The event started off at 9am on Tuesday. I was at the Rec Center – the only building in Nome big enough to house the people and provide a venue for so many presentations – to plug in the morning’s keynote speaker to our wireless transmitter and get their voice on KNOM’s airwaves. After that, I went off to cover a meeting for a new Sobering and Wellness Center planned to open in Nome next summer. News director Laureli Kinneen also popped in to do a story on another presentation, happening at the same time but in a different room, on social science in the Bering Sea.
I went back to the station and put the finishing touches on a new episode of Elder Voices (90-year-old Dina Sagoonick from Shaktoolik) before I dug into my audio of the wellness center presentation and got the story ready for air.
The next morning, I was back at the conference. I troubleshooted (troubleshot?) a solution with the audio equipment they were using, and it helped make our signal much cleaner. Nine o’clock rolled around, and we again potted up the day’s keynote speaker. With time to spare, we left our equipment on and were able to broadcast a remarkable pair of Canadian Inuit throat singers, the Katajjaq Duo. I’ve never seen or heard anything like that before. Spectacular.
After the keynote, I popped in and out of two sessions: one on the historical precedents of marine law and “ownership” of arctic waters, and an elder roundtable on non-salmon fish. I stuck around to get a story on the Coast Guard’s plans for the arctic this summer – they’re big plans, and they’re testing their ability to perform in unfamiliar arctic waters – while my colleague Ben Matheson sat in on a very long session on regional planning (which is a lot more dynamic than it sounds). I went back to the station, got my audio edited and my story ready, and headed back to the conference later that evening to grab another story on a tribute to Kawerak’s president, who was stepping down after 27 years with the corporation. Got that audio edited and wrote that story, and then I did my rock show – called “KNOM College Radio” for no reason in particular, other than I like weird, experimental rock music – from ten until midnight. (And for the record, the playlist included Icelandic sextet Of Monsters and Men, Philadelphia’s homegrown Dr. Dog, Canadian Broken Social Scene-stealer Brendan Canning, Seattle newbies At the Spine, the inscrutable Father John Misty, and the folk-baroque Dr. John).

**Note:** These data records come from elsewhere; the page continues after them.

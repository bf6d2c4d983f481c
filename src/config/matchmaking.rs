//! Matchmaking configuration

use crate::types::RoomOptions;
use serde::{Deserialize, Serialize};

/// Default room capacity
pub const DEFAULT_MAX_PLAYERS_PER_ROOM: u8 = 2;

/// Default client version; clients with different versions are never matched
pub const DEFAULT_GAME_VERSION: &str = "0.0.1";

/// Default scene loaded once a room is joined
pub const DEFAULT_ROOM_SCENE_NAME: &str = "Room for 2";

/// Settings consumed by the matchmaking state machine
#[derive(Debug, Clone, PartialEq, Eq, Serialize, Deserialize)]
#[serde(default)]
pub struct MatchmakingSettings {
    /// Room capacity, enforced only by comparison against the reported count
    pub max_players_per_room: u8,
    /// Version string that segregates incompatible clients at connect time
    pub game_version: String,
    /// Scene requested through `LoadLevel` once in a room
    pub room_scene_name: String,
}

impl Default for MatchmakingSettings {
    fn default() -> Self {
        Self {
            max_players_per_room: DEFAULT_MAX_PLAYERS_PER_ROOM,
            game_version: DEFAULT_GAME_VERSION.to_string(),
            room_scene_name: DEFAULT_ROOM_SCENE_NAME.to_string(),
        }
    }
}

impl MatchmakingSettings {
    /// Options sent with `CreateRoom`
    pub fn room_options(&self) -> RoomOptions {
        RoomOptions {
            max_players: self.max_players_per_room,
        }
    }
}
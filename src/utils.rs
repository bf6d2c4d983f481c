//! Utility functions for the matchmaking client

use chrono::{DateTime, Utc};
use uuid::Uuid;

/// Generate a new unique session ID
pub fn generate_session_id() -> Uuid {
    Uuid::new_v4()
}

/// Generate a new backend room identifier
pub fn generate_room_id() -> String {
    Uuid::new_v4().simple().to_string()
}

/// Get the current UTC timestamp
pub fn current_timestamp() -> DateTime<Utc> {
    Utc::now()
}

/// Milliseconds elapsed since `since`, clamped at zero
pub fn elapsed_ms(since: DateTime<Utc>) -> u64 {
    (current_timestamp() - since).num_milliseconds().max(0) as u64
}
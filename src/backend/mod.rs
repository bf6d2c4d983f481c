//! Realtime backend integration
//!
//! This module defines the command interface the matchmaking controller drives,
//! the adapter that turns backend callbacks into matchmaking events, and an
//! in-process realtime service used by the CLI and integration tests.

pub mod callback;
pub mod local;

use crate::error::Result;
use crate::types::RoomOptions;
use async_trait::async_trait;

pub use callback::{decode_callback, BackendCallback, CurrentRoom, NO_RANDOM_MATCH_FOUND};
pub use local::{LocalBackendClient, LocalRealtimeService, LocalServiceConfig};

/// Commands offered by a realtime backend client
///
/// Every command is fire-and-forget: it returns once the request is issued and
/// the outcome arrives later as a callback. An `Err` means the request could
/// not be issued at all.
#[cfg_attr(test, mockall::automock)]
#[async_trait]
pub trait RealtimeBackend: Send + Sync {
    /// Whether a live connection to the backend exists
    fn is_connected(&self) -> bool;

    /// Set the version used to segregate incompatible clients
    async fn set_game_version(&self, version: String) -> Result<()>;

    /// Initiate a connection using the backend's configured settings
    async fn connect_using_settings(&self) -> Result<()>;

    /// Join any open room; resolves to a joined-room or join-random-failed callback
    async fn join_random_room(&self) -> Result<()>;

    /// Create a room; a `None` name lets the backend assign one
    async fn create_room(&self, name: Option<String>, options: RoomOptions) -> Result<()>;

    /// Leave the current room
    async fn leave_room(&self) -> Result<()>;

    /// Request a synchronized scene transition across the room
    async fn load_level(&self, scene: String) -> Result<()>;

    /// Close the connection
    async fn disconnect(&self) -> Result<()>;
}
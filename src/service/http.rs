//! HTTP control surface
//!
//! Exposes a session over HTTP using Axum: the current status view and session
//! snapshot, connect/disconnect triggers standing in for the control panel,
//! and Prometheus metrics.

use crate::matchmaking::{MatchmakingHandle, SessionSnapshot};
use crate::metrics::{encode_metrics, MetricsCollector};
use crate::status::{SharedStatusPanel, StatusView};
use anyhow::{Context, Result};
use axum::{
    extract::State,
    http::{header, StatusCode},
    response::{IntoResponse, Response},
    routing::{get, post},
    Json, Router,
};
use serde::Serialize;
use serde_json::json;
use std::net::SocketAddr;
use std::sync::Arc;
use tokio::net::TcpListener;
use tokio::sync::{broadcast, watch};
use tracing::{debug, error, info, warn};

/// Control server configuration
#[derive(Debug, Clone)]
pub struct ControlServerConfig {
    /// Host to bind to
    pub host: String,
    /// Port to bind to
    pub port: u16,
}

impl Default for ControlServerConfig {
    fn default() -> Self {
        Self {
            host: "127.0.0.1".to_string(),
            port: 8080,
        }
    }
}

/// Shared state for the control server
#[derive(Clone)]
pub struct ControlServerState {
    pub handle: MatchmakingHandle,
    pub snapshots: watch::Receiver<SessionSnapshot>,
    pub status: SharedStatusPanel,
    pub metrics_collector: Arc<MetricsCollector>,
}

/// Body returned by `GET /status`
#[derive(Debug, Clone, Serialize)]
pub struct StatusResponse {
    pub session: SessionSnapshot,
    pub status: StatusView,
}

/// HTTP server driving one matchmaking session
pub struct ControlServer {
    config: ControlServerConfig,
    state: ControlServerState,
    shutdown_tx: broadcast::Sender<()>,
}

impl ControlServer {
    pub fn new(config: ControlServerConfig, state: ControlServerState) -> Self {
        let (shutdown_tx, _) = broadcast::channel(1);
        Self {
            config,
            state,
            shutdown_tx,
        }
    }

    /// Serve until `stop` is called
    pub async fn start(&self) -> Result<()> {
        let addr: SocketAddr = format!("{}:{}", self.config.host, self.config.port)
            .parse()
            .context("Invalid control server address")?;

        let app = self.create_router();
        let listener = TcpListener::bind(addr)
            .await
            .with_context(|| format!("Failed to bind control server to {}", addr))?;

        info!("Control server listening on http://{}", addr);

        let mut shutdown_rx = self.shutdown_tx.subscribe();
        axum::serve(listener, app)
            .with_graceful_shutdown(async move {
                let _ = shutdown_rx.recv().await;
                info!("Control server shutdown signal received");
            })
            .await?;

        info!("Control server stopped");
        Ok(())
    }

    /// Create the Axum router with all endpoints
    pub fn create_router(&self) -> Router {
        Router::new()
            .route("/", get(root_handler))
            .route("/health", get(health_handler))
            .route("/status", get(status_handler))
            .route("/connect", post(connect_handler))
            .route("/disconnect", post(disconnect_handler))
            .route("/metrics", get(metrics_handler))
            .with_state(self.state.clone())
    }

    /// Signal the server to stop
    pub fn stop(&self) {
        if let Err(e) = self.shutdown_tx.send(()) {
            warn!("Failed to send shutdown signal to control server: {}", e);
        }
    }
}

async fn root_handler() -> impl IntoResponse {
    Json(json!({
        "service": "duo-match",
        "version": env!("CARGO_PKG_VERSION"),
        "endpoints": ["/health", "/status", "/connect", "/disconnect", "/metrics"]
    }))
}

async fn health_handler() -> impl IntoResponse {
    Json(json!({
        "status": "healthy",
        "service": "duo-match",
        "version": env!("CARGO_PKG_VERSION")
    }))
}

async fn status_handler(State(state): State<ControlServerState>) -> impl IntoResponse {
    debug!("Status requested");
    Json(StatusResponse {
        session: state.snapshots.borrow().clone(),
        status: state.status.view(),
    })
}

async fn connect_handler(State(state): State<ControlServerState>) -> Response {
    match state.handle.connect() {
        Ok(()) => (StatusCode::ACCEPTED, Json(json!({ "accepted": "connect" }))).into_response(),
        Err(e) => {
            error!("Connect request rejected: {}", e);
            (
                StatusCode::SERVICE_UNAVAILABLE,
                Json(json!({ "error": e.to_string() })),
            )
                .into_response()
        }
    }
}

async fn disconnect_handler(State(state): State<ControlServerState>) -> Response {
    match state.handle.disconnect() {
        Ok(()) => (
            StatusCode::ACCEPTED,
            Json(json!({ "accepted": "disconnect" })),
        )
            .into_response(),
        Err(e) => {
            error!("Disconnect request rejected: {}", e);
            (
                StatusCode::SERVICE_UNAVAILABLE,
                Json(json!({ "error": e.to_string() })),
            )
                .into_response()
        }
    }
}

async fn metrics_handler(State(state): State<ControlServerState>) -> Response {
    match encode_metrics(&state.metrics_collector) {
        Ok(text) => (
            StatusCode::OK,
            [(header::CONTENT_TYPE, "text/plain; version=0.0.4")],
            text,
        )
            .into_response(),
        Err(e) => {
            error!("Failed to render metrics: {}", e);
            (StatusCode::INTERNAL_SERVER_ERROR, e.to_string()).into_response()
        }
    }
}

#[cfg(test)]
mod tests {
    use super::*;
    use crate::matchmaking::Session;
    use crate::types::MatchmakingInput;
    use axum::body::{to_bytes, Body};
    use axum::http::Request;
    use tower::ServiceExt; // for oneshot

    fn test_server() -> (ControlServer, crate::matchmaking::MatchmakingInbox) {
        let (handle, inbox) = MatchmakingHandle::channel();
        let (_tx, snapshots) = watch::channel(Session::new("0.0.1").snapshot());
        let state = ControlServerState {
            handle,
            snapshots,
            status: SharedStatusPanel::new(),
            metrics_collector: Arc::new(MetricsCollector::new().unwrap()),
        };
        (ControlServer::new(ControlServerConfig::default(), state), inbox)
    }

    #[tokio::test]
    async fn test_root_endpoint() {
        let (server, _inbox) = test_server();
        let response = server
            .create_router()
            .oneshot(Request::builder().uri("/").body(Body::empty()).unwrap())
            .await
            .unwrap();

        assert_eq!(response.status(), StatusCode::OK);
    }

    #[tokio::test]
    async fn test_status_endpoint_reports_idle_session() {
        let (server, _inbox) = test_server();
        let response = server
            .create_router()
            .oneshot(Request::builder().uri("/status").body(Body::empty()).unwrap())
            .await
            .unwrap();

        assert_eq!(response.status(), StatusCode::OK);
        let body = to_bytes(response.into_body(), usize::MAX).await.unwrap();
        let value: serde_json::Value = serde_json::from_slice(&body).unwrap();
        assert_eq!(value["session"]["state"]["state"], "idle");
        assert_eq!(value["status"]["control_panel_visible"], true);
        assert_eq!(value["status"]["progress_visible"], false);
    }

    #[tokio::test]
    async fn test_connect_endpoint_forwards_to_controller() {
        let (server, mut inbox) = test_server();
        let response = server
            .create_router()
            .oneshot(
                Request::builder()
                    .method("POST")
                    .uri("/connect")
                    .body(Body::empty())
                    .unwrap(),
            )
            .await
            .unwrap();

        assert_eq!(response.status(), StatusCode::ACCEPTED);
        assert_eq!(inbox.try_recv(), Some(MatchmakingInput::Connect));
    }

    #[tokio::test]
    async fn test_connect_endpoint_without_controller() {
        let (server, inbox) = test_server();
        drop(inbox);
        let response = server
            .create_router()
            .oneshot(
                Request::builder()
                    .method("POST")
                    .uri("/connect")
                    .body(Body::empty())
                    .unwrap(),
            )
            .await
            .unwrap();

        assert_eq!(response.status(), StatusCode::SERVICE_UNAVAILABLE);
    }

    #[tokio::test]
    async fn test_metrics_endpoint() {
        let (server, _inbox) = test_server();
        server.state.metrics_collector.record_connect_request(true);

        let response = server
            .create_router()
            .oneshot(Request::builder().uri("/metrics").body(Body::empty()).unwrap())
            .await
            .unwrap();

        assert_eq!(response.status(), StatusCode::OK);
        let content_type = response.headers().get("content-type").unwrap();
        assert!(content_type.to_str().unwrap().contains("text/plain"));
    }
}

It was kind of a whirlwind few days – the conference is still going, and I’ll be headed there later this afternoon to get another story – but it’s exactly the kind of event that keeps you on your toes and offers a nice change of pace in news. It’s a wealth of people and knowledge that happens in one big push, and you’ve got to be ready to grab some audio, churn out some stories, and then do it all again tomorrow.